This Week in Land-Use Regulation, April 19th

This Week in Land-Use Regulation, April 19th

Rent Check

Christian Britschgi in Reason on how a selectively enforced Nashville ordinance prevents home studios from participating in the city’s $5 billion music industry.


News and Commentary

AEI has a great new interactive map with important housing market data for US cities. You can find it here.

The Institute on Metropolitan Opportunity also has a map tool showing low income displacement rates across the country.

River Davis analyses the housing situation in Japan. Consistent increases in the housing supply have kept home prices stable.

The Georgia State Assembly has tabled a bill that would take zoning and regulatory power away from the local governments.

Sen.
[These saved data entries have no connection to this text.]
//! Email message

use serde::{Deserialize, Serialize};
use serde_json::{Map, Value};

/// The MIME type of the only alternative content part SparkPost accepts
pub const HTML_MIMETYPE: &str = "text/html";

/// A message recipient
///
/// Either a bare address (`"to@example.com"`) or a structured SparkPost
/// recipient object, which may carry per-recipient `substitution_data`:
///
/// ```json
/// {"address": {"email": "to@example.com"}, "substitution_data": {"name": "Jo"}}
/// ```
#[derive(Clone, Debug, PartialEq, Serialize, Deserialize)]
#[serde(untagged)]
pub enum Recipient {
    /// A bare email address
    Address(String),

    /// A structured recipient object, passed to SparkPost verbatim
    Structured(Map<String, Value>),
}

impl From<&str> for Recipient {
    fn from(address: &str) -> Self {
        Recipient::Address(address.to_string())
    }
}

impl From<String> for Recipient {
    fn from(address: String) -> Self {
        Recipient::Address(address)
    }
}

impl From<Map<String, Value>> for Recipient {
    fn from(object: Map<String, Value>) -> Self {
        Recipient::Structured(object)
    }
}

/// An alternative content part, e.g. the HTML rendering of the body
#[derive(Clone, Debug, PartialEq, Eq, Serialize, Deserialize)]
pub struct Alternative {
    /// The content of the part
    pub content: String,

    /// The MIME type of the part
    pub mimetype: String,
}

impl Alternative {
    /// Create a new alternative content part
    pub fn new(content: impl Into<String>, mimetype: impl Into<String>) -> Self {
        Self {
            content: content.into(),
            mimetype: mimetype.into(),
        }
    }

    /// Whether this part is HTML
    pub fn is_html(&self) -> bool {
        self.mimetype == HTML_MIMETYPE
    }
}

/// A file attached to a message
#[derive(Clone, Debug, Default, PartialEq, Eq, Serialize, Deserialize)]
pub struct Attachment {
    /// The file name
    pub filename: Option<String>,

    /// The raw content
    pub content: Vec<u8>,

    /// The MIME type
    pub mimetype: Option<String>,
}

/// SparkPost-specific parameters supplied alongside a message
///
/// Keys are merged over the parameters derived from the message, so anything
/// set here (`template`, `substitution_data`, `campaign`, inline `html` and
/// `text`, ...) wins over the derived value.
#[derive(Clone, Debug, Default, PartialEq, Serialize, Deserialize)]
#[serde(transparent)]
pub struct ProviderOverride(Map<String, Value>);

impl ProviderOverride {
    /// Create an empty override
    pub fn new() -> Self {
        Self::default()
    }

    /// Set a key, returning the override for chaining
    #[must_use]
    pub fn with(mut self, key: impl Into<String>, value: impl Into<Value>) -> Self {
        self.0.insert(key.into(), value.into());
        self
    }

    /// Set a key
    pub fn insert(&mut self, key: impl Into<String>, value: impl Into<Value>) -> Option<Value> {
        self.0.insert(key.into(), value.into())
    }

    /// Get the value for a key
    pub fn get(&self, key: &str) -> Option<&Value> {
        self.0.get(key)
    }

    /// Whether a key is present, regardless of its value
    pub fn contains_key(&self, key: &str) -> bool {
        self.0.contains_key(key)
    }

    /// Whether the override references a stored template.
    ///
    /// Null, `false`, zero, empty strings and empty containers don't count.
    pub fn has_stored_template(&self) -> bool {
        match self.0.get("template") {
            None | Some(Value::Null) => false,
            Some(Value::Bool(b)) => *b,
            Some(Value::String(s)) => !s.is_empty(),
            Some(Value::Array(a)) => !a.is_empty(),
            Some(Value::Object(o)) => !o.is_empty(),
            Some(Value::Number(n)) => n.as_f64() != Some(0.0),
        }
    }

    /// Whether the override has no keys
    pub fn is_empty(&self) -> bool {
        self.0.is_empty()
    }

    /// Iterate over the keys and values
    pub fn iter(&self) -> impl Iterator<Item = (&String, &Value)> {
        self.0.iter()
    }
}

impl From<Map<String, Value>> for ProviderOverride {
    fn from(map: Map<String, Value>) -> Self {
        Self(map)
    }
}

/// An outbound email message
#[derive(Clone, Debug, Default, PartialEq, Serialize, Deserialize)]
pub struct EmailMessage {
    /// The recipients of the email
    pub to: Vec<Recipient>,

    /// The sender of the email
    pub from_email: String,

    /// The subject of the email
    pub subject: String,

    /// The plain text body of the email
    pub body: String,

    /// Alternative content parts
    #[serde(default)]
    pub alternatives: Vec<Alternative>,

    /// Attachments (not supported by this backend)
    #[serde(default)]
    pub attachments: Vec<Attachment>,

    /// Carbon copy recipients (not supported by this backend)
    #[serde(default)]
    pub cc: Vec<String>,

    /// Blind carbon copy recipients (not supported by this backend)
    #[serde(default)]
    pub bcc: Vec<String>,

    /// Reply-to addresses (not supported by this backend)
    #[serde(default)]
    pub reply_to: Vec<String>,

    /// SparkPost-specific parameters
    #[serde(default)]
    pub sparkpost: Option<ProviderOverride>,
}

impl EmailMessage {
    /// Create a new message with a plain text body
    pub fn new<R>(
        subject: impl Into<String>,
        body: impl Into<String>,
        from_email: impl Into<String>,
        to: impl IntoIterator<Item = R>,
    ) -> Self
    where
        R: Into<Recipient>,
    {
        Self {
            to: to.into_iter().map(Into::into).collect(),
            from_email: from_email.into(),
            subject: subject.into(),
            body: body.into(),
            ..Default::default()
        }
    }

    /// Add an alternative content part
    #[must_use]
    pub fn with_alternative(
        mut self,
        content: impl Into<String>,
        mimetype: impl Into<String>,
    ) -> Self {
        self.alternatives.push(Alternative::new(content, mimetype));
        self
    }

    /// Add an attachment
    #[must_use]
    pub fn with_attachment(mut self, attachment: Attachment) -> Self {
        self.attachments.push(attachment);
        self
    }

    /// Set the carbon copy recipients
    #[must_use]
    pub fn with_cc<S: Into<String>>(mut self, cc: impl IntoIterator<Item = S>) -> Self {
        self.cc = cc.into_iter().map(Into::into).collect();
        self
    }

    /// Set the blind carbon copy recipients
    #[must_use]
    pub fn with_bcc<S: Into<String>>(mut self, bcc: impl IntoIterator<Item = S>) -> Self {
        self.bcc = bcc.into_iter().map(Into::into).collect();
        self
    }

    /// Set the reply-to addresses
    #[must_use]
    pub fn with_reply_to<S: Into<String>>(mut self, reply_to: impl IntoIterator<Item = S>) -> Self {
        self.reply_to = reply_to.into_iter().map(Into::into).collect();
        self
    }

    /// Attach SparkPost-specific parameters
    #[must_use]
    pub fn with_sparkpost(mut self, sparkpost: ProviderOverride) -> Self {
        self.sparkpost = Some(sparkpost);
        self
    }
}
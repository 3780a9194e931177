//! Mailer module

use async_trait::async_trait;

mod errors;
mod message;

pub use errors::MailerError;
pub use message::{
    Alternative, Attachment, EmailMessage, ProviderOverride, Recipient, HTML_MIMETYPE,
};

/// Outbound mail interface
#[async_trait]
pub trait Mailer: Clone + Send + Sync + 'static {
    /// Send a single message.
    ///
    /// # Arguments
    /// * `message` - The [`EmailMessage`] to send.
    ///
    /// # Returns
    /// A [`Result`] which is [`Ok`] containing the number of accepted recipients,
    /// or an [`Err`] containing a [`MailerError`] if the message could not be sent.
    async fn send_message(&self, message: &EmailMessage) -> Result<usize, MailerError>;

    /// Send a batch of messages, one after another.
    ///
    /// # Arguments
    /// * `messages` - The [`EmailMessage`]s to send.
    ///
    /// # Returns
    /// A [`Result`] which is [`Ok`] containing the total number of accepted recipients
    /// across the batch, or an [`Err`] containing the first [`MailerError`] encountered.
    async fn send_messages(&self, messages: &[EmailMessage]) -> Result<usize, MailerError>;
}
Kamala Harris is reintroducing her bill that would provide a tax credit to anyone whose housing costs are more than 30% of their income. It does nothing to expand the supply of housing.

Alfred Twu has a useful summary of the over 200 bills that are attempting to help solve the California housing crisis. They include building approval reform, upzoning efforts, and tax changes.

Citylab did a deep dive in to the opposition to California’s SB 50. Despite the economic benefits being clear, opponents are concerned about how it would change the suburban character that has taken over the state since World War II.

Also on the SB 50 front, an Op-ed in the San Francisco Examiner argued that the Mission District, a historically Latin-american community, would be ruined if the housing reform bill passed. Despite seeing rising rents and increased eviction rates, community activists don’t want gentrification to change the culture of the community. The bill has a “sensitive communities” provision which would temporarily exempt areas like the Mission District.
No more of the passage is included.